Avec Aime-moi, la jeune comédienne, et désormais dramaturge, dresse le portrait d’une trentenaire en proie à ses névroses personnelles et à ses contradictions amoureuses. Un seul en scène rondement mené qui, sous ses airs humoristiques, cache un propos aiguisé sur la difficulté d’être une femme aujourd’hui.
Puisque personne n’y va, Gerry se lance. Cachée dans le public, la jeune femme est venue, sur les conseils avisés de sa mère, assister à une thérapie collective de la dernière chance pour résoudre ses – gros – problèmes de cœur. Organisée sur le mode de l’auto-gestion, la réunion laisse le champ libre à qui le veut bien pour se confier sur ses tourments intimes, et la trentenaire est bien décidée à déballer son sac. Depuis dix ans, elle enchaîne les déconvenues, les histoires toxiques et les phases de célibat prolongé. En matière amoureuse, elle a tout connu, ou presque : la relation longue durée peu à peu gangrenée par une jalousie excessive, les dates à répétition aussi stimulants que déceptifs, les allusions salaces d’un vieux Monsieur que l’on n’avait pas vu venir, l’amant qui a déjà une femme et de multiples maîtresses, et ne vous accorde que de courtes entrevues de trente minutes une fois de temps en temps…

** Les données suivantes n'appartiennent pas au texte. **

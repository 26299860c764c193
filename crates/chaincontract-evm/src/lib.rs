//! # chaincontract-evm
//!
//! EVM-side codec for ChainContract sessions.
//!
//! ## Implementation notes
//! - Uses `alloy-dyn-abi` for the scalar ABI encode/decode, over parameter
//!   types resolved from `alloy-json-abi` at registration
//! - Topics[0] → keccak256 of the full event signature
//! - Topics[1..] → indexed parameters, each a 32-byte word (reference types hashed)
//! - `data` → non-indexed parameters as one ABI-encoded tuple

pub mod codec;
pub mod fingerprint;
pub mod logs;
pub mod schema;
pub mod topics;
pub mod value;

pub use codec::{build_call, Call, build_constructor, decode_params, decode_return, encode_params};
pub use logs::{augment_logs, augment_receipt, normalize_log_integers, replace_by_topic, replace_with_schema, SchemaLookup};
pub use schema::{EventIndex, EventSchema};
pub use topics::{build_topics, encode_topic, EventQuery, TopicQuery};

Loin d’être une célibattante assumée, Gerry est plutôt une jeune femme mal dans sa peau. D’une naïveté presque confondante, elle se laisse dévorer par ses névroses personnelles, mais aussi par cette candeur qui, dans la jungle amoureuse d’aujourd’hui, ne pardonne pas. Sans en avoir pleinement conscience, elle est la bonne pâte qui dit oui à tout, et se fait un peu prendre pour une idiote – pour ne pas dire plus. A travers son histoire, c’est tout un pan de la condition féminine qui se fait jour. Comme l’écrit Géraldine Martineau : « En France, une femme peut maintenant travailler, voter, enfanter, avorter, aimer une femme ou devenir un homme. Mais si nous avons toutes ces libertés et qu’il semblerait que la femme soit – presque – l’égale de l’homme, nous avons hérité d’un lourd patrimoine, invisible, qui continue de s’immiscer et de faire de lourds dégâts : la soumission et le silence. » Deux fardeaux qui font, sans aucun doute, une bonne partie de la différence.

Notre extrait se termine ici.